In a nutshell, Unilever decided to shift their target audience each time they launched a new
product as the brand felt they have a product for every consumer in the market. It started
with upper middle class people, then tried to appeal to the masses and eventually to all
households, with housewives remaining a constant point of focus.

Question 3: Reach or Frequency

Unilever’s Surf Excel ad “Daag Achhe Hain” and its various renditions have gained popularity
over the years. In the 80’s Surf launched the ad campaign with Lalita Ji who stood for value
for money and became a household name thereafter.
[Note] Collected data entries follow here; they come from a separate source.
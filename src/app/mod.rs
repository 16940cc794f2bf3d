//! Application layer: hexagonal core for the proximity indicator.
//!
//! - [`ports`]: trait boundaries (GPIO, clock, event sink)
//! - [`events`]: outbound diagnostic events
//! - [`service`]: the sampling / threshold-decision loop

pub mod events;
pub mod ports;
pub mod service;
This was done to counter Nirma’s
‘Hema, Rekha, Jaya and Sushma’ campaign. Since 2005, all of Surf’s ads have a child as their
protagonist and have a high brand recall.
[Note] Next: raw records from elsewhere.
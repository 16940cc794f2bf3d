//! Task Watchdog Timer (TWDT) driver.
//!
//! Subscribes the main task to the ESP-IDF TWDT so the board resets if
//! the control loop wedges.  The loop feeds it once per completed
//! iteration; the subscription is dropped again on a clean stop so that
//! returning from `main` does not trip it.

#[cfg(target_os = "espidf")]
use esp_idf_svc::sys::*;

use log::info;

/// Default reset timeout.  Several loop periods plus two echo timeouts.
pub const DEFAULT_TIMEOUT_MS: u32 = 5_000;

pub struct Watchdog {
    #[cfg(target_os = "espidf")]
    subscribed: bool,
    feeds: u64,
}

impl Watchdog {
    /// Reconfigure the TWDT and subscribe the calling task.
    #[cfg(target_os = "espidf")]
    pub fn subscribe(timeout_ms: u32) -> Self {
        // SAFETY: TWDT calls from the main task during startup.
        unsafe {
            let cfg = esp_task_wdt_config_t {
                timeout_ms,
                idle_core_mask: 0,
                trigger_panic: true,
            };
            let ret = esp_task_wdt_reconfigure(&cfg);
            if ret != ESP_OK as i32 {
                log::warn!("TWDT reconfigure returned {} (may already be configured)", ret);
            }

            let ret = esp_task_wdt_add(core::ptr::null_mut());
            let subscribed = ret == ESP_OK as i32;
            if subscribed {
                info!("Watchdog: subscribed ({}ms timeout, panic on trigger)", timeout_ms);
            } else {
                log::warn!("Watchdog: failed to subscribe ({})", ret);
            }

            Self { subscribed, feeds: 0 }
        }
    }

    #[cfg(not(target_os = "espidf"))]
    pub fn subscribe(timeout_ms: u32) -> Self {
        info!("Watchdog(sim): {}ms timeout, no-op", timeout_ms);
        Self { feeds: 0 }
    }

    /// Reset the countdown.
    pub fn feed(&mut self) {
        self.feeds += 1;
        #[cfg(target_os = "espidf")]
        {
            if self.subscribed {
                // SAFETY: resets the TWDT entry for the current (subscribed) task.
                unsafe {
                    esp_task_wdt_reset();
                }
            }
        }
    }

    pub fn feeds(&self) -> u64 {
        self.feeds
    }
}

impl Drop for Watchdog {
    fn drop(&mut self) {
        #[cfg(target_os = "espidf")]
        {
            if self.subscribed {
                // SAFETY: removes the current task's own subscription.
                unsafe {
                    esp_task_wdt_delete(core::ptr::null_mut());
                }
            }
        }
        info!("Watchdog: released after {} feeds", self.feeds);
    }
}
In the case of Unilever, the brand should focus on increasing the number of exposures, i.e.,
frequency, especially for the consumer products segment. A product like detergent is
particularly low-involvement and needs to be top-of-mind for the consumer. HUL’s
detergent product was losing its market share due to a price competition and hence it
became important to bind the consumer’s brain to the content and messaging.
The advertising ratings by Nielsen says that digital ads need to be between 5 and 9
exposures to improve the branding and increase consumer acceptance. For TV, an
emotional connection is made after 1-2 viewings and a cognitive response is after 3 times.
89% of the TV ads are ignored because the consumers are fiddling with their phones. A
higher frequency of the TVC would be ideal to tackle avoidance.
(https://www.brandingstrategyinsider.com/reach-frequency-advertising-and-
brands/#.YRQx-4gzZPZ)

Reach as a parameter can be used for smaller brands in the growth stages when they have a
considerably smaller market share as their primary focus would be brand awareness and
then driving sales. In a market where there are separate brands (Surf, Rin and Wheel) to
cater to each consumer segment, the brand should focus on Mind Share and reaching their
target audience multiple times.

P&G Chief Brand Officer Marc Pritchard’s stated that with message duplication between TV
and digital, cross platform measurement could drive out the waste. After a point, the
frequency of the ad would no longer assist in generating leads and the ad would have to be
rested or refreshed.

 One of the measures that HUL can adopt is “frequency capping”. This method is used
to purposely limit the number of times ads are exposed to consumers online and
increase their effectiveness in the long run. This can be used for most FMCG brands
since they hold the highest volume in TV advertising.
 In our opinion, it would be safer to target a higher frequency for HUL’s detergent
products since they are already competing with Nirma and Ghari which are priced
lower than Surf and cater to the masses. Focusing on reach would not be the right
approach as Nirma and Ghari combined reach a higher number of households than
Surf. A higher frequency would give them the advantage of Mind Share especially if
cross platform measurement technique is used.
 In the case of Sunlight, reach should be the short-term focus till the time the product
is in the introductory stage, post which a higher frequency in the growth stage would
help to capture a considerable market share.